THE TASK :: How many lines in the data below include the word "arguments"? State the number alone.

Stored data ::

########################################

fn error_of(resp: funcrpc::CallFunctionResponse) -> (String, Option<i64>) {
    assert_eq!(resp.result, None);
    let error = resp.error.expect("no error");
    (error.text, error.function_argument)
}

// ============================================================================
//  CALL SEMANTICS
// ============================================================================

#[test]
fn test_call_runs_implementation() {
    assert_eq!(upper().call(&[Value::string("abc")]), Ok(Value::string("ABC")));
}

#[test]
fn test_call_checks_arity() {
    assert_eq!(upper().call(&[]), Err(FunctionError::other("not enough arguments")));
    let two = [Value::string("a"), Value::string("b")];
    assert_eq!(upper().call(&two), Err(FunctionError::other("too many arguments")));
}

#[test]
fn test_call_rejects_null_argument() {
    let err = upper().call(&[Value::null(Type::String)]).unwrap_err();
    assert_eq!(err, FunctionError::arg(0, "argument must not be null"));
}

#[test]
fn test_null_is_reported_before_type_mismatch() {
    let err = upper().call(&[Value::null(Type::Number)]).unwrap_err();
    assert_eq!(err, FunctionError::arg(0, "argument must not be null"));
}

#[test]
fn test_call_accepts_null_when_allowed() {
    let spec = FunctionSpec::new(ReturnType::Static(Type::Bool), |args, _| Ok(Value::bool(args[0].is_null())))
        .param(Parameter::new("v", Type::String).allow_null(true));
    assert_eq!(spec.call(&[Value::null(Type::String)]), Ok(Value::bool(true)));
}

#[test]
fn test_call_rejects_nonconforming_argument() {
    let err = upper().call(&[Value::number(1)]).unwrap_err();
    assert_eq!(err, FunctionError::arg(0, "string required"));
}

#[test]
fn test_unknown_argument_skips_implementation() {
    let spec = FunctionSpec::new(ReturnType::Static(Type::String), |_, _| panic!("must not run"))
        .param(Parameter::new("s", Type::String))
        .refine(Refinement::NotNull);
    let result = spec.call(&[Value::unknown(Type::String)]).unwrap();
    assert_eq!(result, Value::Unknown { ty: Type::String, not_null: true });
}

#[test]
fn test_unknown_argument_passed_when_allowed() {
    let spec = FunctionSpec::new(ReturnType::Static(Type::Bool), |args, _| Ok(Value::bool(args[0].is_known())))
        .param(Parameter::new("s", Type::String).allow_unknown(true));
    assert_eq!(spec.call(&[Value::unknown(Type::String)]), Ok(Value::bool(false)));
}

#[test]
fn test_result_must_conform() {
    let spec = FunctionSpec::new(ReturnType::Static(Type::String), |_, _| Ok(Value::number(3)));
    let err = spec.call(&[]).unwrap_err();
    assert_eq!(err.index(), None);
    assert_eq!(err.message(), "function returned number, but its return type is string");
}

########################################

OUTPUT FOR THIS TASK :: 2